• [Directions]: I would like each line of the data that holds the word "impl" copied out.

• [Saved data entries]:
* * * * *

/// Task queue configuration.
#[derive(Debug, Clone, PartialEq, Eq)]
pub struct QueueConfig {
    /// Upper bound on tasks run by a single `run_until_stalled` call.
    /// `None` runs until the queue is empty.
    pub max_turns: Option<usize>,
    /// Log a warning when a rejected promise is dropped unobserved.
    pub report_unhandled_rejections: bool,
}

impl Default for QueueConfig {
    fn default() -> Self {
        Self {
            max_turns: None,
            report_unhandled_rejections: true,
        }
    }
}

impl QueueConfig {
    /// Cap the number of tasks a single run may execute.
    #[must_use]
    pub fn max_turns(mut self, limit: usize) -> Self {
        self.max_turns = Some(limit);
        self
    }

    /// Enable or disable unhandled rejection warnings.
    #[must_use]
    pub fn report_unhandled_rejections(mut self, report: bool) -> Self {
        self.report_unhandled_rejections = report;
        self
    }
}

* * * * *

• [Response]:
impl Default for QueueConfig {
impl QueueConfig {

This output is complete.